North Carolina is officially open for fracking, after lifting a ban on the practice—and enacting criminal penalties for spilling trade secrets associated with it. With passage of the Energy Modernization Act, North Carolina joins the growing ranks of states that have legislated to protect confidential fracking information.
North Carolina’s new law prompted us to update our chart summarizing the key provisions of similar legislation in other states. It can be seen here.
North Carolina’s new law, enacted June 4, is notable for criminalizing the wrongful disclosure of such information, making it one of the nation’s more aggressive fracking laws.
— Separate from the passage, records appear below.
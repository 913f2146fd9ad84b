//! Heading-grouped view of extracted rows, with copy-on-write edits.
//!
//! A [`GroupedResults`] is an immutable value. [`GroupedResults::apply_edit`]
//! returns a new value; sections that were not touched share their row
//! storage with the original.

use std::sync::Arc;

use serde::ser::SerializeMap;
use serde::{Serialize, Serializer};

use crate::pipeline::types::{LabField, LabResultRow};

/// Section used for rows whose heading is blank.
pub const MISC_HEADING: &str = "Miscellaneous Tests";

/// One heading and its rows in extraction order.
#[derive(Debug, Clone, PartialEq, Eq)]
pub struct ReportSection {
    heading: String,
    rows: Arc<Vec<LabResultRow>>,
}

impl ReportSection {
    pub fn heading(&self) -> &str {
        &self.heading
    }

    pub fn rows(&self) -> &[LabResultRow] {
        &self.rows
    }

    pub fn len(&self) -> usize {
        self.rows.len()
    }

    pub fn is_empty(&self) -> bool {
        self.rows.is_empty()
    }

    /// True if both sections point at the same row storage.
    pub fn shares_rows_with(&self, other: &ReportSection) -> bool {
        Arc::ptr_eq(&self.rows, &other.rows)
    }
}

/// Summary counters shown above the result tables.
#[derive(Debug, Clone, Copy, PartialEq, Eq, Serialize)]
pub struct ReportSummary {
    pub total_entries: usize,
    pub total_sections: usize,
}

/// Sections in first-seen heading order.
#[derive(Debug, Clone, PartialEq, Eq, Default)]
pub struct GroupedResults {
    sections: Vec<ReportSection>,
}

/// Group rows by heading. Pure and total; rows are cloned, never modified.
pub fn group_by_heading(rows: &[LabResultRow]) -> GroupedResults {
    let mut sections: Vec<(String, Vec<LabResultRow>)> = Vec::new();

    for row in rows {
        let heading = section_heading(&row.heading);
        match sections.iter().position(|(h, _)| h == heading) {
            Some(i) => sections[i].1.push(row.clone()),
            None => sections.push((heading.to_string(), vec![row.clone()])),
        }
    }

    GroupedResults {
        sections: sections
            .into_iter()
            .map(|(heading, rows)| ReportSection {
                heading,
                rows: Arc::new(rows),
            })
            .collect(),
    }
}

fn section_heading(heading: &str) -> &str {
    if heading.trim().is_empty() {
        MISC_HEADING
    } else {
        heading
    }
}

impl GroupedResults {
    pub fn sections(&self) -> &[ReportSection] {
        &self.sections
    }

    pub fn headings(&self) -> impl Iterator<Item = &str> {
        self.sections.iter().map(|s| s.heading.as_str())
    }

    pub fn get(&self, heading: &str) -> Option<&[LabResultRow]> {
        self.section(heading).map(ReportSection::rows)
    }

    fn section(&self, heading: &str) -> Option<&ReportSection> {
        self.sections.iter().find(|s| s.heading == heading)
    }

    pub fn is_empty(&self) -> bool {
        self.sections.is_empty()
    }

    pub fn total_entries(&self) -> usize {
        self.sections.iter().map(ReportSection::len).sum()
    }

    pub fn total_sections(&self) -> usize {
        self.sections.len()
    }

    pub fn summary(&self) -> ReportSummary {
        ReportSummary {
            total_entries: self.total_entries(),
            total_sections: self.total_sections(),
        }
    }

    /// Replace one field of one row.
    ///
    /// An unknown heading or out-of-range index is a no-op: the returned value
    /// equals `self`. Edit targets can go stale between render and commit, so
    /// this never fails.
    pub fn apply_edit(
        &self,
        heading: &str,
        index: usize,
        field: LabField,
        value: impl Into<String>,
    ) -> GroupedResults {
        let Some(pos) = self.sections.iter().position(|s| s.heading == heading) else {
            return self.clone();
        };
        if index >= self.sections[pos].rows.len() {
            return self.clone();
        }

        let mut next = self.clone();
        let rows = Arc::make_mut(&mut next.sections[pos].rows);
        rows[index].set_field(field, value.into());
        next
    }
}

impl Serialize for GroupedResults {
    /// Serialized as a JSON object keyed by heading, in section order.
    fn serialize<S: Serializer>(&self, serializer: S) -> Result<S::Ok, S::Error> {
        let mut map = serializer.serialize_map(Some(self.sections.len()))?;
        for section in &self.sections {
            map.serialize_entry(&section.heading, section.rows.as_slice())?;
        }
        map.end()
    }
}

#[cfg(test)]
mod tests {
    use super::*;
    use std::collections::HashMap;

    fn row(heading: &str, test: &str, result: &str) -> LabResultRow {
        LabResultRow {
            heading: heading.into(),
            test_name: test.into(),
            result: result.into(),
            unit: "mg/dL".into(),
            biological_reference_interval: "0-100".into(),
        }
    }

    fn sample() -> Vec<LabResultRow> {
        vec![
            row("Lipid Profile", "HDL", "45"),
            row("CBC", "Hemoglobin", "13.5"),
            row("", "Vitamin D", "30"),
            row("Lipid Profile", "LDL", "120"),
            row("   ", "B12", "400"),
            row("CBC", "WBC", "7000"),
        ]
    }

    fn multiset(rows: impl IntoIterator<Item = LabResultRow>) -> HashMap<LabResultRow, usize> {
        let mut counts = HashMap::new();
        for r in rows {
            *counts.entry(r).or_insert(0) += 1;
        }
        counts
    }

    #[test]
    fn empty_input_gives_empty_grouping() {
        let grouped = group_by_heading(&[]);
        assert!(grouped.is_empty());
        assert_eq!(grouped.total_entries(), 0);
        assert_eq!(grouped.total_sections(), 0);
    }

    #[test]
    fn groups_in_first_seen_order() {
        let grouped = group_by_heading(&sample());
        let headings: Vec<&str> = grouped.headings().collect();
        assert_eq!(headings, vec!["Lipid Profile", "CBC", MISC_HEADING]);
    }

    #[test]
    fn keeps_extraction_order_within_group() {
        let grouped = group_by_heading(&sample());
        let lipids: Vec<&str> = grouped
            .get("Lipid Profile")
            .unwrap()
            .iter()
            .map(|r| r.test_name.as_str())
            .collect();
        assert_eq!(lipids, vec!["HDL", "LDL"]);
    }

    #[test]
    fn blank_headings_go_to_misc() {
        let grouped = group_by_heading(&sample());
        let misc: Vec<&str> = grouped
            .get(MISC_HEADING)
            .unwrap()
            .iter()
            .map(|r| r.test_name.as_str())
            .collect();
        assert_eq!(misc, vec!["Vitamin D", "B12"]);
        // Rows keep their original (blank) heading.
        assert_eq!(grouped.get(MISC_HEADING).unwrap()[1].heading, "   ");
    }

    #[test]
    fn grouping_preserves_row_multiset() {
        let mut input = sample();
        input.push(row("CBC", "WBC", "7000"));
        let grouped = group_by_heading(&input);

        let output = grouped
            .sections()
            .iter()
            .flat_map(|s| s.rows().iter().cloned());
        assert_eq!(multiset(output), multiset(input.clone()));
        assert_eq!(grouped.total_entries(), input.len());
    }

    #[test]
    fn grouping_is_idempotent_and_pure() {
        let input = sample();
        let before = input.clone();
        let first = group_by_heading(&input);
        let second = group_by_heading(&input);
        assert_eq!(first, second);
        assert_eq!(input, before);
    }

    #[test]
    fn summary_counts() {
        let grouped = group_by_heading(&sample());
        assert_eq!(
            grouped.summary(),
            ReportSummary {
                total_entries: 6,
                total_sections: 3
            }
        );
    }

    #[test]
    fn single_lipid_row() {
        let hdl = LabResultRow {
            heading: "Lipid Profile".into(),
            test_name: "HDL".into(),
            result: "45".into(),
            unit: "mg/dL".into(),
            biological_reference_interval: "40-60".into(),
        };
        let grouped = group_by_heading(std::slice::from_ref(&hdl));
        assert_eq!(grouped.get("Lipid Profile"), Some(std::slice::from_ref(&hdl)));
        assert_eq!(grouped.total_entries(), 1);
        assert_eq!(grouped.total_sections(), 1);
    }

    #[test]
    fn edit_unknown_heading_is_noop() {
        let grouped = group_by_heading(&sample());
        let edited = grouped.apply_edit("Thyroid", 0, LabField::Result, "9");
        assert_eq!(edited, grouped);
    }

    #[test]
    fn edit_out_of_range_is_noop() {
        let grouped = group_by_heading(&sample());
        let edited = grouped.apply_edit("CBC", 2, LabField::Result, "9");
        assert_eq!(edited, grouped);
    }

    #[test]
    fn edit_changes_exactly_one_field() {
        let grouped = group_by_heading(&sample());
        let edited = grouped.apply_edit("CBC", 1, LabField::Result, "6500");

        let before = &grouped.get("CBC").unwrap()[1];
        let after = &edited.get("CBC").unwrap()[1];
        assert_eq!(after.result, "6500");
        for field in LabField::ALL {
            if field != LabField::Result {
                assert_eq!(after.field(field), before.field(field));
            }
        }
        assert_eq!(edited.get("CBC").unwrap()[0], grouped.get("CBC").unwrap()[0]);
        assert_eq!(edited.get("Lipid Profile"), grouped.get("Lipid Profile"));
        assert_eq!(edited.total_entries(), grouped.total_entries());
    }

    #[test]
    fn edit_leaves_original_untouched_and_shares_other_sections() {
        let grouped = group_by_heading(&sample());
        let edited = grouped.apply_edit("Lipid Profile", 0, LabField::Unit, "mmol/L");

        assert_eq!(grouped.get("Lipid Profile").unwrap()[0].unit, "mg/dL");
        assert_eq!(edited.get("Lipid Profile").unwrap()[0].unit, "mmol/L");

        let (old, new) = (grouped.sections(), edited.sections());
        assert!(!old[0].shares_rows_with(&new[0]));
        assert!(old[1].shares_rows_with(&new[1]));
        assert!(old[2].shares_rows_with(&new[2]));
    }

    #[test]
    fn editing_heading_field_does_not_regroup() {
        let grouped = group_by_heading(&sample());
        let edited = grouped.apply_edit("CBC", 0, LabField::Heading, "Hematology");
        assert_eq!(edited.get("CBC").unwrap()[0].heading, "Hematology");
        assert_eq!(edited.total_sections(), grouped.total_sections());
    }

    #[test]
    fn serializes_as_heading_keyed_object() {
        let grouped = group_by_heading(&[row("CBC", "WBC", "7000"), row("", "B12", "400")]);
        let json = serde_json::to_value(&grouped).unwrap();
        assert_eq!(json["CBC"][0]["test_name"], "WBC");
        assert_eq!(json[MISC_HEADING][0]["result"], "400");
        assert_eq!(json.as_object().unwrap().len(), 2);
    }
}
Under the Act, disclosure can result in a misdemeanor charge when confidential information is revealed “knowingly and willfully.” The law does not further define that phrase. Such conduct can be punished with a maximum penalty of 45 days’ community service. (The initial draft of the bill proposed by the state senate would have treated unlawful disclosure of confidential fracking information as a Class I felony.) Violators may also face civil penalties.
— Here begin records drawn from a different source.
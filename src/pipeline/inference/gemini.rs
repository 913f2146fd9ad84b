use async_trait::async_trait;
use serde::{Deserialize, Serialize};
use serde_json::{json, Value};

use super::types::{GenerateOptions, InferenceClient, PromptPart};
use super::InferenceError;
use crate::pipeline::schema::SchemaNode;

/// Public Gemini REST endpoint.
pub const GEMINI_DEFAULT_BASE_URL: &str = "https://generativelanguage.googleapis.com/v1beta";

/// Gemini `generateContent` client over HTTPS.
pub struct GeminiClient {
    base_url: String,
    api_key: String,
    client: reqwest::Client,
    timeout_secs: u64,
}

impl GeminiClient {
    pub fn new(base_url: &str, api_key: &str, timeout_secs: u64) -> Result<Self, InferenceError> {
        let client = reqwest::Client::builder()
            .timeout(std::time::Duration::from_secs(timeout_secs))
            .build()
            .map_err(|e| InferenceError::HttpClient(e.to_string()))?;

        Ok(Self {
            base_url: base_url.trim_end_matches('/').to_string(),
            api_key: api_key.to_string(),
            client,
            timeout_secs,
        })
    }

    fn endpoint(&self, model: &str) -> String {
        format!("{}/models/{}:generateContent", self.base_url, model)
    }
}

// ──────────────────────────────────────────────
// Wire types
// ──────────────────────────────────────────────

#[derive(Serialize)]
#[serde(rename_all = "camelCase")]
struct GenerateContentRequest<'a> {
    contents: Vec<Content<'a>>,
    #[serde(skip_serializing_if = "Option::is_none")]
    system_instruction: Option<Content<'a>>,
    #[serde(skip_serializing_if = "Option::is_none")]
    generation_config: Option<GenerationConfig>,
}

#[derive(Serialize)]
struct Content<'a> {
    #[serde(skip_serializing_if = "Option::is_none")]
    role: Option<&'static str>,
    parts: Vec<Part<'a>>,
}

#[derive(Serialize)]
#[serde(rename_all = "camelCase")]
struct Part<'a> {
    #[serde(skip_serializing_if = "Option::is_none")]
    text: Option<&'a str>,
    #[serde(skip_serializing_if = "Option::is_none")]
    inline_data: Option<InlineData<'a>>,
}

#[derive(Serialize)]
#[serde(rename_all = "camelCase")]
struct InlineData<'a> {
    mime_type: &'a str,
    data: String,
}

#[derive(Serialize)]
#[serde(rename_all = "camelCase")]
struct GenerationConfig {
    response_mime_type: &'static str,
    response_schema: Value,
}

#[derive(Deserialize)]
struct GenerateContentResponse {
    #[serde(default)]
    candidates: Vec<Candidate>,
}

#[derive(Deserialize)]
struct Candidate {
    content: Option<CandidateContent>,
}

#[derive(Deserialize)]
struct CandidateContent {
    #[serde(default)]
    parts: Vec<ResponsePart>,
}

#[derive(Deserialize)]
struct ResponsePart {
    text: Option<String>,
}

#[derive(Deserialize)]
struct ErrorEnvelope {
    error: ErrorStatus,
}

#[derive(Deserialize)]
struct ErrorStatus {
    #[serde(default)]
    message: String,
    #[serde(default)]
    status: String,
}

// ──────────────────────────────────────────────
// Translation
// ──────────────────────────────────────────────

fn build_request<'a>(
    parts: &'a [PromptPart<'a>],
    options: &GenerateOptions<'a>,
) -> GenerateContentRequest<'a> {
    let parts = parts
        .iter()
        .map(|part| match *part {
            PromptPart::Text(text) => Part {
                text: Some(text),
                inline_data: None,
            },
            PromptPart::Document(doc) => Part {
                text: None,
                inline_data: Some(InlineData {
                    mime_type: doc.media_type(),
                    data: doc.to_base64(),
                }),
            },
        })
        .collect();

    GenerateContentRequest {
        contents: vec![Content {
            role: Some("user"),
            parts,
        }],
        system_instruction: options.system_instruction.map(|text| Content {
            role: None,
            parts: vec![Part {
                text: Some(text),
                inline_data: None,
            }],
        }),
        generation_config: options.response_schema.map(|schema| GenerationConfig {
            response_mime_type: "application/json",
            response_schema: to_gemini_schema(schema),
        }),
    }
}

/// Translate a neutral schema into Gemini's OpenAPI-subset schema object.
pub fn to_gemini_schema(node: &SchemaNode) -> Value {
    match node {
        SchemaNode::String => json!({ "type": "STRING" }),
        SchemaNode::Array(items) => json!({
            "type": "ARRAY",
            "items": to_gemini_schema(items),
        }),
        SchemaNode::Object(fields) => {
            let properties: serde_json::Map<String, Value> = fields
                .iter()
                .map(|f| (f.name.clone(), to_gemini_schema(&f.node)))
                .collect();
            let ordering: Vec<&str> = fields.iter().map(|f| f.name.as_str()).collect();
            let mut schema = json!({
                "type": "OBJECT",
                "properties": properties,
                "propertyOrdering": ordering,
            });
            let required = node.required_fields();
            if !required.is_empty() {
                schema["required"] = json!(required);
            }
            schema
        }
    }
}

/// Concatenate the text parts of the first candidate.
fn response_text(body: GenerateContentResponse) -> Result<String, InferenceError> {
    let content = body
        .candidates
        .into_iter()
        .next()
        .and_then(|c| c.content)
        .ok_or(InferenceError::EmptyResponse)?;

    let text: String = content.parts.into_iter().filter_map(|p| p.text).collect();
    if text.is_empty() {
        return Err(InferenceError::EmptyResponse);
    }
    Ok(text)
}

/// Build a provider error from a non-2xx response body. Keeps Google's
/// status token (`UNAVAILABLE`, `INVALID_ARGUMENT`, ...) in the message.
fn provider_error(status: u16, body: &str) -> InferenceError {
    let message = match serde_json::from_str::<ErrorEnvelope>(body) {
        Ok(env) if !env.error.status.is_empty() => {
            format!("{}: {}", env.error.status, env.error.message)
        }
        Ok(env) => env.error.message,
        Err(_) => body.trim().to_string(),
    };
    InferenceError::Provider { status, message }
}

#[async_trait]
impl InferenceClient for GeminiClient {
    async fn generate(
        &self,
        model: &str,
        parts: &[PromptPart<'_>],
        options: &GenerateOptions<'_>,
    ) -> Result<String, InferenceError> {
        let body = build_request(parts, options);

        let response = self
            .client
            .post(self.endpoint(model))
            .header("x-goog-api-key", &self.api_key)
            .json(&body)
            .send()
            .await
            .map_err(|e| {
                if e.is_connect() {
                    InferenceError::Connection(self.base_url.clone())
                } else if e.is_timeout() {
                    InferenceError::Timeout(self.timeout_secs)
                } else {
                    InferenceError::HttpClient(e.to_string())
                }
            })?;

        let status = response.status();
        if !status.is_success() {
            let body = response.text().await.unwrap_or_default();
            return Err(provider_error(status.as_u16(), &body));
        }

        let parsed: GenerateContentResponse = response
            .json()
            .await
            .map_err(|e| InferenceError::ResponseParsing(e.to_string()))?;

        response_text(parsed)
    }
}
The Act achieves some balance by making fracking information presumptively non-confidential and available to the public. Businesses and individuals wishing to obtain protection for fracking information as trade secret or confidential must make an affirmative showing that the information qualifies as such pursuant to North Carolina’s statute governing trade secret and confidential information, G.S. 142-1.2.
The new legislation also provides for the creation of a panel of elected officials, industry professionals, conservationists and public health experts known as the Oil and Gas Commission, which has quasi-judicial powers. The Commission is charged with determining whether to extend confidential or trade secret protection to fracking information, including the composition of fracking fluids. The law provides for an appeal procedure should the Commission refuse to grant confidential or trade secret protection to particular information.
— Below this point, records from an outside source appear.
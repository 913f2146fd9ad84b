use std::net::SocketAddr;
use std::path::PathBuf;

use thiserror::Error;

use crate::pipeline::inference::gemini::GEMINI_DEFAULT_BASE_URL;

/// Application-level constants
pub const APP_NAME: &str = "labscribe";
pub const APP_VERSION: &str = env!("CARGO_PKG_VERSION");

pub const DEFAULT_EXTRACTION_MODELS: &str = "gemini-2.5-flash,gemini-2.5-pro";
pub const DEFAULT_PRECHECK_MODEL: &str = "gemini-2.5-flash";
pub const DEFAULT_BIND_ADDR: &str = "127.0.0.1:5000";
pub const DEFAULT_MAX_UPLOAD_MB: usize = 20;
pub const DEFAULT_REQUEST_TIMEOUT_SECS: u64 = 120;

/// Log filter used when `RUST_LOG` is unset.
pub fn default_log_filter() -> &'static str {
    "labscribe=info,labscribe_lib=info,tower_http=info"
}

/// Where staged uploads live unless `LABSCRIBE_UPLOAD_DIR` overrides it.
pub fn default_upload_dir() -> PathBuf {
    dirs::cache_dir()
        .unwrap_or_else(std::env::temp_dir)
        .join(APP_NAME)
        .join("uploads")
}

#[derive(Error, Debug, PartialEq, Eq)]
pub enum ConfigError {
    #[error("Missing required environment variable {0}")]
    MissingVar(&'static str),

    #[error("Invalid value {value:?} for {var}: {reason}")]
    Invalid {
        var: &'static str,
        value: String,
        reason: String,
    },

    #[error("LABSCRIBE_EXTRACTION_MODELS lists no models")]
    NoModels,
}

#[derive(Debug, Clone, PartialEq, Eq)]
pub struct AppConfig {
    pub api_key: String,
    pub gemini_base_url: String,
    /// Extraction fallback chain, tried in order.
    pub extraction_models: Vec<String>,
    pub precheck_model: String,
    pub bind_addr: SocketAddr,
    pub upload_dir: PathBuf,
    pub max_upload_bytes: usize,
    pub request_timeout_secs: u64,
}

impl AppConfig {
    /// Load from the process environment, reading `.env` first if present.
    pub fn from_env() -> Result<Self, ConfigError> {
        if let Ok(path) = dotenvy::dotenv() {
            tracing::debug!(path = %path.display(), "Loaded .env");
        }
        Self::from_lookup(|key| std::env::var(key).ok())
    }

    /// Build from an arbitrary variable source.
    pub fn from_lookup(lookup: impl Fn(&str) -> Option<String>) -> Result<Self, ConfigError> {
        let var = |key: &str| lookup(key).filter(|v| !v.trim().is_empty());

        let api_key = var("GEMINI_API_KEY").ok_or(ConfigError::MissingVar("GEMINI_API_KEY"))?;

        let gemini_base_url =
            var("LABSCRIBE_GEMINI_BASE_URL").unwrap_or_else(|| GEMINI_DEFAULT_BASE_URL.to_string());

        let extraction_models = parse_model_list(
            &var("LABSCRIBE_EXTRACTION_MODELS")
                .unwrap_or_else(|| DEFAULT_EXTRACTION_MODELS.to_string()),
        );
        if extraction_models.is_empty() {
            return Err(ConfigError::NoModels);
        }

        let precheck_model = var("LABSCRIBE_PRECHECK_MODEL")
            .map(|m| m.trim().to_string())
            .unwrap_or_else(|| DEFAULT_PRECHECK_MODEL.to_string());

        let bind_addr = parse_var(
            "LABSCRIBE_BIND_ADDR",
            var("LABSCRIBE_BIND_ADDR"),
            DEFAULT_BIND_ADDR.parse().ok(),
        )?;

        let upload_dir = var("LABSCRIBE_UPLOAD_DIR")
            .map(PathBuf::from)
            .unwrap_or_else(default_upload_dir);

        let max_upload_mb: usize = parse_var(
            "LABSCRIBE_MAX_UPLOAD_MB",
            var("LABSCRIBE_MAX_UPLOAD_MB"),
            Some(DEFAULT_MAX_UPLOAD_MB),
        )?;

        let request_timeout_secs: u64 = parse_var(
            "LABSCRIBE_REQUEST_TIMEOUT_SECS",
            var("LABSCRIBE_REQUEST_TIMEOUT_SECS"),
            Some(DEFAULT_REQUEST_TIMEOUT_SECS),
        )?;

        Ok(Self {
            api_key,
            gemini_base_url,
            extraction_models,
            precheck_model,
            bind_addr,
            upload_dir,
            max_upload_bytes: max_upload_mb * 1024 * 1024,
            request_timeout_secs,
        })
    }
}

fn parse_var<T>(
    name: &'static str,
    raw: Option<String>,
    default: Option<T>,
) -> Result<T, ConfigError>
where
    T: std::str::FromStr,
    T::Err: std::fmt::Display,
{
    match raw {
        Some(value) => value.trim().parse().map_err(|e: T::Err| ConfigError::Invalid {
            var: name,
            value: value.clone(),
            reason: e.to_string(),
        }),
        None => default.ok_or(ConfigError::MissingVar(name)),
    }
}

/// Split a comma-separated model list, dropping blanks.
pub fn parse_model_list(raw: &str) -> Vec<String> {
    raw.split(',')
        .map(str::trim)
        .filter(|m| !m.is_empty())
        .map(String::from)
        .collect()
}
pub mod export;
pub mod grouping;

pub use export::{render_pdf, ExportError};
pub use grouping::*;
Legislation in other states frequently requires that entities disclose specific and detailed information concerning the contents of the fracking fluid before engaging in fracking activities. At least one state—Utah—requires public disclosure of the composition of fracking fluids after completion of fracking activities. Other states require that chemical families, at a minimum, be disclosed. North Carolina has not followed suit. Entities seeking a permit under the Act need only provide confidential information regarding the chemicals and constituents of their fracking fluid to the State Geologist, who is charged with maintaining the confidentiality of the information provided. The State Geologist will then make an independent determination regarding the fluid’s compliance with all state and federal laws and regulations. The Act does not specify the level of detail that must be shared with the State Geologist.
The comparative lack of required disclosures regarding the composition of fracking fluid coupled with criminal penalties for disclosing confidential fracking information mark North Carolina’s legislation as a strong protector of trade secret information for the industry.